**Task brief**: Filter the entries and keep only the lines where the string "Watching" appears.
═══ Working data
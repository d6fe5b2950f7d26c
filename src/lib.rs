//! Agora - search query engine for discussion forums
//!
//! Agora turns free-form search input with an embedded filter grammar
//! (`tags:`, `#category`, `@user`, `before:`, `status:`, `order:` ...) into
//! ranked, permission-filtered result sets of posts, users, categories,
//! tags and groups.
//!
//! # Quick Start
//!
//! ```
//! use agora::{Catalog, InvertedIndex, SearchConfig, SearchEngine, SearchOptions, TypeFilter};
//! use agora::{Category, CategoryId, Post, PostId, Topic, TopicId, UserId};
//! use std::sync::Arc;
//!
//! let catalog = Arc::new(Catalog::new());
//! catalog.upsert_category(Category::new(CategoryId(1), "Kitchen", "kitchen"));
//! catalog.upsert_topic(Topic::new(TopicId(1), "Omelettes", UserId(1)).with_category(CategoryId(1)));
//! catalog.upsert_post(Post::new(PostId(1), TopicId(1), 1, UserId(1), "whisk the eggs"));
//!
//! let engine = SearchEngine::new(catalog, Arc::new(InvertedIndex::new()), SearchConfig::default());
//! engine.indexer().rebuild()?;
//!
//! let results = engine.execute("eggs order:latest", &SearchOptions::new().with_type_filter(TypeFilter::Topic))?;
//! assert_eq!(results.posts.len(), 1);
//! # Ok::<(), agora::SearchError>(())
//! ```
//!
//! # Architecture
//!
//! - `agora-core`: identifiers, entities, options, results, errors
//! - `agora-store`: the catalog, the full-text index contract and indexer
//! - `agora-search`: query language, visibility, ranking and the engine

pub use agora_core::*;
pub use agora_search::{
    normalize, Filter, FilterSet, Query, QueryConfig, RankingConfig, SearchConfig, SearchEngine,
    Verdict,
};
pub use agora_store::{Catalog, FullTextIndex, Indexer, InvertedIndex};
══════
═══ Working data
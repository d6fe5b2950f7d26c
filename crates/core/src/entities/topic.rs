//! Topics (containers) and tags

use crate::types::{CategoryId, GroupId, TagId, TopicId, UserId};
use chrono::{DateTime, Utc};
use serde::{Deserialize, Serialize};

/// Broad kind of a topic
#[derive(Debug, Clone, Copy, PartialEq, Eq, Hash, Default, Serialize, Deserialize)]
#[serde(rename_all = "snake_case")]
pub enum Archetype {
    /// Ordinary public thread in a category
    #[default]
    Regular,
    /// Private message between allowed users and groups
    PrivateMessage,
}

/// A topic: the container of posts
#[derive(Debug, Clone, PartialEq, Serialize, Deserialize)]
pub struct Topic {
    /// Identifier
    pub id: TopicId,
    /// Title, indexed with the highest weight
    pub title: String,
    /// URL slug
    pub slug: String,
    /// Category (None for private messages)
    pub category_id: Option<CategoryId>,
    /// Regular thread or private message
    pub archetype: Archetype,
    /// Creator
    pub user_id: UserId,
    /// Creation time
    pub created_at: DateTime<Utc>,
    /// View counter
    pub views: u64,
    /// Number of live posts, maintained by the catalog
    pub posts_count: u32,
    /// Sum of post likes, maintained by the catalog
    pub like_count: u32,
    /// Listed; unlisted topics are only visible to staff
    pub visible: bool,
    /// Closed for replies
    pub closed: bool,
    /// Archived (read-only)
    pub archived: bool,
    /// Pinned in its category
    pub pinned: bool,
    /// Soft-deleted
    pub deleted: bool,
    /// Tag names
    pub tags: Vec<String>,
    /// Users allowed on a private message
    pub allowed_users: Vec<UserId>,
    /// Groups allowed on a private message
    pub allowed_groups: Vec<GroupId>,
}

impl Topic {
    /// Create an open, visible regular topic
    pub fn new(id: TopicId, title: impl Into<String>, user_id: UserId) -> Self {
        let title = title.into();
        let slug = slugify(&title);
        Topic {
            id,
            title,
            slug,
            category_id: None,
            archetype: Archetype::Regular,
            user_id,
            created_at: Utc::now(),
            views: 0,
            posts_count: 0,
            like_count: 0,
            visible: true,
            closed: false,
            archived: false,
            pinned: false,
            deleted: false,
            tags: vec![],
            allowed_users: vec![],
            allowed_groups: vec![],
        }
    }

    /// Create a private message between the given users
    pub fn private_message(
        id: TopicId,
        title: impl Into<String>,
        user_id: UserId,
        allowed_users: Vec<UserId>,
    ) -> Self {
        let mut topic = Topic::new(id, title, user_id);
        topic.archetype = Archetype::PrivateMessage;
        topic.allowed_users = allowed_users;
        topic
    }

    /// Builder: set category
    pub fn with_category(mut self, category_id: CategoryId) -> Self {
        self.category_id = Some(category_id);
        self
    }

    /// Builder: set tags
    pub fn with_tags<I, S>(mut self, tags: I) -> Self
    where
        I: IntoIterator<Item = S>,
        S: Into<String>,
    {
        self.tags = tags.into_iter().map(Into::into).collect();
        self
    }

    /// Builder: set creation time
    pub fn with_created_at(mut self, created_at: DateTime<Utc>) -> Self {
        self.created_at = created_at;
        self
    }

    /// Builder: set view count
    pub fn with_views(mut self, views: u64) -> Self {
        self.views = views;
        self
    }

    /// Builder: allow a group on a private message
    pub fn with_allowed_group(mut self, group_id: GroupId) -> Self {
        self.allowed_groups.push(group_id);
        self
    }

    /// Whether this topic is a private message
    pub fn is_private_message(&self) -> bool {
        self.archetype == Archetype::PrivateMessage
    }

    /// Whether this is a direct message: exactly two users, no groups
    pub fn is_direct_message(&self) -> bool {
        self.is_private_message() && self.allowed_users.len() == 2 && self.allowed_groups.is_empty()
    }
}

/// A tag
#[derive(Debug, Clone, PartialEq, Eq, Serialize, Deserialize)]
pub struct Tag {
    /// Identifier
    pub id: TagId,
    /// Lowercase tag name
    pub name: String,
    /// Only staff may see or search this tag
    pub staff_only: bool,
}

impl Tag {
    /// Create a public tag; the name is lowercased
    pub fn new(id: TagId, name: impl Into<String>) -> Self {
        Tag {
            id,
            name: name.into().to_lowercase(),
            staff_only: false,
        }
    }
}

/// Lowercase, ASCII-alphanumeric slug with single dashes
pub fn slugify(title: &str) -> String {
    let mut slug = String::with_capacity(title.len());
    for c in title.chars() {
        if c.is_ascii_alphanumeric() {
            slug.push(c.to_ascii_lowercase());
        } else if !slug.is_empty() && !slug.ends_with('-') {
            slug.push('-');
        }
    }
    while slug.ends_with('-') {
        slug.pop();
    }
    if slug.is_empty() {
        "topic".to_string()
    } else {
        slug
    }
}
══════
═══ Working data
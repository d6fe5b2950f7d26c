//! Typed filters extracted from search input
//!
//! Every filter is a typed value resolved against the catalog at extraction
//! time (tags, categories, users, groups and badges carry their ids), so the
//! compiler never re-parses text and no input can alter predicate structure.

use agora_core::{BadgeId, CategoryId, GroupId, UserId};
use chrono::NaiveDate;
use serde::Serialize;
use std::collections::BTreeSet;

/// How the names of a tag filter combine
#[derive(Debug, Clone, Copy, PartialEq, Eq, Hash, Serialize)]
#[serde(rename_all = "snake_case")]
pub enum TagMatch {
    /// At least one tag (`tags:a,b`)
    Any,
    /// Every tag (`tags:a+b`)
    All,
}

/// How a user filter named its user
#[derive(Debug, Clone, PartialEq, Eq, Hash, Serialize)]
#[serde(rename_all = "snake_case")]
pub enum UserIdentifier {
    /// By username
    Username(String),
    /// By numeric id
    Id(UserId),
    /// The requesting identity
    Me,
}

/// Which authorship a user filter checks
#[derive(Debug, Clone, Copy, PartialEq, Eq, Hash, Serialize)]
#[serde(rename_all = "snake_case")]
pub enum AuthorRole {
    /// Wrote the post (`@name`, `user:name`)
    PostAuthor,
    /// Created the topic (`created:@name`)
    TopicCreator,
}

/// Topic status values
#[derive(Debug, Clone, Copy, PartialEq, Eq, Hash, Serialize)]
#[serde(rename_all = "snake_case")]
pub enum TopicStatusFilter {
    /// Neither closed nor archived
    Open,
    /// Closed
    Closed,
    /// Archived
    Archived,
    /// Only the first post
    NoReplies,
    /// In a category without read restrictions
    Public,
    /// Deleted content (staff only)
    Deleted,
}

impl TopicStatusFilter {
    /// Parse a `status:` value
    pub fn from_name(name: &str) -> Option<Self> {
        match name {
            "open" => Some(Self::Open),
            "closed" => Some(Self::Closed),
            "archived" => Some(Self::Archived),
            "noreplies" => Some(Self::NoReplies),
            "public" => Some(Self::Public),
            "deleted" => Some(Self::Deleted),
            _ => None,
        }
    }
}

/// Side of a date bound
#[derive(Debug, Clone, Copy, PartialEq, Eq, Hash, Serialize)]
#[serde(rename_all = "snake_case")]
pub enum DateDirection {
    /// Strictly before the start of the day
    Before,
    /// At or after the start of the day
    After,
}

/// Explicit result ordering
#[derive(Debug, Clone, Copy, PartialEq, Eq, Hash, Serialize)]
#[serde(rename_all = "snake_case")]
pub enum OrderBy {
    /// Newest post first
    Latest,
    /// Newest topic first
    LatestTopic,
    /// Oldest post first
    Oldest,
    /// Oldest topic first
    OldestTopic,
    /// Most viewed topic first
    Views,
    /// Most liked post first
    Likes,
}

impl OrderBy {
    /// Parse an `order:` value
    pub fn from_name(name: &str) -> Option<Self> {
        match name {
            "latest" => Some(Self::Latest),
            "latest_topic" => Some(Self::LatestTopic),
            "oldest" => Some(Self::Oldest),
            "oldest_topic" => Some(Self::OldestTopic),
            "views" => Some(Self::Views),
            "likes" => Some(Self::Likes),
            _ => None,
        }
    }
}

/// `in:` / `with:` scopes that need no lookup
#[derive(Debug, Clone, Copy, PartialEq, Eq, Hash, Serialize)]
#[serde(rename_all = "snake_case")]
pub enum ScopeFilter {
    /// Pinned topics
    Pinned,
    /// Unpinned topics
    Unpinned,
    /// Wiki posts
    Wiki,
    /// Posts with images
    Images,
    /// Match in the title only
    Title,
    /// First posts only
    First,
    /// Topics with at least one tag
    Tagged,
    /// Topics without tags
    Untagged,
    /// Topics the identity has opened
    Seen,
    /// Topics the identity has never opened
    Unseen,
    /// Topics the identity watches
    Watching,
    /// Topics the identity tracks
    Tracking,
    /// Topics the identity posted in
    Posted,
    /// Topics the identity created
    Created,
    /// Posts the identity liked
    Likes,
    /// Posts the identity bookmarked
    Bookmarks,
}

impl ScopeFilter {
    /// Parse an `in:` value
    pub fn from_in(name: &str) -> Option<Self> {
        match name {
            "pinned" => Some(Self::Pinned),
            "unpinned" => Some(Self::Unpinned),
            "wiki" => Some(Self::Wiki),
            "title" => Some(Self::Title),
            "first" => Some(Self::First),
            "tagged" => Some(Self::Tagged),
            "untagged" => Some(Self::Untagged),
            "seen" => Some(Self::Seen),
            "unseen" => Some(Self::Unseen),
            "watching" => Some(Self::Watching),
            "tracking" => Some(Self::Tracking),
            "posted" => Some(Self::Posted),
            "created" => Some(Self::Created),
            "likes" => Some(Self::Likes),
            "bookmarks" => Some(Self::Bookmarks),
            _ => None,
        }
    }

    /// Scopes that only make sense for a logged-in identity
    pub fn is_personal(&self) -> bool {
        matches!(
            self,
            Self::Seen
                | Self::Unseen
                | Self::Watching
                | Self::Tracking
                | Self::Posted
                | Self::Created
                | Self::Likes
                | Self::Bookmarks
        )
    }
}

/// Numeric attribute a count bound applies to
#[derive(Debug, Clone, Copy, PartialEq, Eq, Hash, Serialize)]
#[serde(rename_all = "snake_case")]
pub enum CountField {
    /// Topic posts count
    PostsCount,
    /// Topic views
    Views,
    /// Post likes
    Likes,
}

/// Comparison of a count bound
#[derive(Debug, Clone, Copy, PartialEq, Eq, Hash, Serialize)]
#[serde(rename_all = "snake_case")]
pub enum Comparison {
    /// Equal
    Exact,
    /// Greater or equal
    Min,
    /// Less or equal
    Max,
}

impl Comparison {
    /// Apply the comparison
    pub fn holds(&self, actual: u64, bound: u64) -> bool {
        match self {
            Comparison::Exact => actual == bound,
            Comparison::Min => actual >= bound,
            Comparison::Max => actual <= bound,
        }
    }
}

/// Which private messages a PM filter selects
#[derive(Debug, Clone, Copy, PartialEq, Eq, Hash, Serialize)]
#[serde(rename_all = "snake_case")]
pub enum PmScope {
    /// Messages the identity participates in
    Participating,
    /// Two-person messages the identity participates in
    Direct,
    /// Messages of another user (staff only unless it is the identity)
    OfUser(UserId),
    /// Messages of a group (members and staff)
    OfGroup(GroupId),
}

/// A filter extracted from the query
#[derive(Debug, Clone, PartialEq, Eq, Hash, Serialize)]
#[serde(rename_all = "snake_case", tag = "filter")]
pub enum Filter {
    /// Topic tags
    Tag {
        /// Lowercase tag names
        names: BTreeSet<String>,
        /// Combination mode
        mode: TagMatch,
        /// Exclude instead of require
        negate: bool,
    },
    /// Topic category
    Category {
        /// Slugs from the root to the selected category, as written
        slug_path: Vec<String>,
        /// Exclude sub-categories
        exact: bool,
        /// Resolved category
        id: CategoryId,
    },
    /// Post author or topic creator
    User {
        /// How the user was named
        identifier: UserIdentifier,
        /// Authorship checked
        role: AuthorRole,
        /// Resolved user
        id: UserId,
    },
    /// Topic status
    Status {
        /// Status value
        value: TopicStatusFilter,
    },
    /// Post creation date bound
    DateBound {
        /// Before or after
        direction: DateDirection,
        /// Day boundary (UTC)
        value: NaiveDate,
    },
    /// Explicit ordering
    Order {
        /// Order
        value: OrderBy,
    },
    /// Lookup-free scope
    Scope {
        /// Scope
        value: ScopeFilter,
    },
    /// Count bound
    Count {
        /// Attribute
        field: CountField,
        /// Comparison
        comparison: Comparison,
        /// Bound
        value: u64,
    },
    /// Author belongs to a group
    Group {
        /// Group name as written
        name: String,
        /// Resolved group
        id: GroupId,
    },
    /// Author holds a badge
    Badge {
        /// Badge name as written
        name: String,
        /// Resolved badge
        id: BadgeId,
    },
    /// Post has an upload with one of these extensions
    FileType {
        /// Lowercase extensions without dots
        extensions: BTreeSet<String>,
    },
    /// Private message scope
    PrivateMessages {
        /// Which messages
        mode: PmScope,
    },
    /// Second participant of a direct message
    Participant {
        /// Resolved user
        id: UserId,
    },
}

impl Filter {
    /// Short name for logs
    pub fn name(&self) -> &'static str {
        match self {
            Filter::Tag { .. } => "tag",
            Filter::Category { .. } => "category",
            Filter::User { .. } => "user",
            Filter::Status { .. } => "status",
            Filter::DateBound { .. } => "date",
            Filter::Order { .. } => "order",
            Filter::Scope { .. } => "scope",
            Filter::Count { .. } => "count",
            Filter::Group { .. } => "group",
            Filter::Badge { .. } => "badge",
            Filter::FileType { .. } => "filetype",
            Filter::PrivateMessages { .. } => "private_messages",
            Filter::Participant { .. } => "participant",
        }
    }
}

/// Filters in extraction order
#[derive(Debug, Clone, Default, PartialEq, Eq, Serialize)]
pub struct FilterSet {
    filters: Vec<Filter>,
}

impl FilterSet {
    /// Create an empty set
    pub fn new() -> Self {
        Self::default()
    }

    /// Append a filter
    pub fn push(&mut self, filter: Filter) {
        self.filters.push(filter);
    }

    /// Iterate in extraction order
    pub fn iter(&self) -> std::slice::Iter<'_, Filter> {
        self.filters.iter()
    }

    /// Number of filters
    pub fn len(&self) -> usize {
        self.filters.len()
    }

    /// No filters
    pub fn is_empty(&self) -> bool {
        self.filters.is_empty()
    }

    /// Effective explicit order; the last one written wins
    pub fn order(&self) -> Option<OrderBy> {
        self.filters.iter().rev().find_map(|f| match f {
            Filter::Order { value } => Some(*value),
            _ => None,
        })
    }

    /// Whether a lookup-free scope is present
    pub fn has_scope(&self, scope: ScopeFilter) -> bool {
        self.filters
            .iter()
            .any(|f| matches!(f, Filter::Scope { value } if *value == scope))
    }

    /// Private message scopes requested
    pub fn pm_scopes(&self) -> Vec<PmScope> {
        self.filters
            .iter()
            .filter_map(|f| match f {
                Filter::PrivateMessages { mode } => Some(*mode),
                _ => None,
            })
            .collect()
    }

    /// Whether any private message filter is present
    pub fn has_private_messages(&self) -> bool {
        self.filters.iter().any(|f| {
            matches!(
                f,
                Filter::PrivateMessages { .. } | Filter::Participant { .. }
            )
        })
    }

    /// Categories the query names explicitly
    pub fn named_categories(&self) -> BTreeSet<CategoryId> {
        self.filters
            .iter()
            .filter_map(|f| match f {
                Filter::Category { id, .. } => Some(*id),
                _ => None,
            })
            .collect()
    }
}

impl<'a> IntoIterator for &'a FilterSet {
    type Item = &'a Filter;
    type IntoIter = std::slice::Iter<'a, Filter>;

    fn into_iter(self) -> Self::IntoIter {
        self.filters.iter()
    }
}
══════
**Task solution**:
    Watching,
            "watching" => Some(Self::Watching),
                | Self::Watching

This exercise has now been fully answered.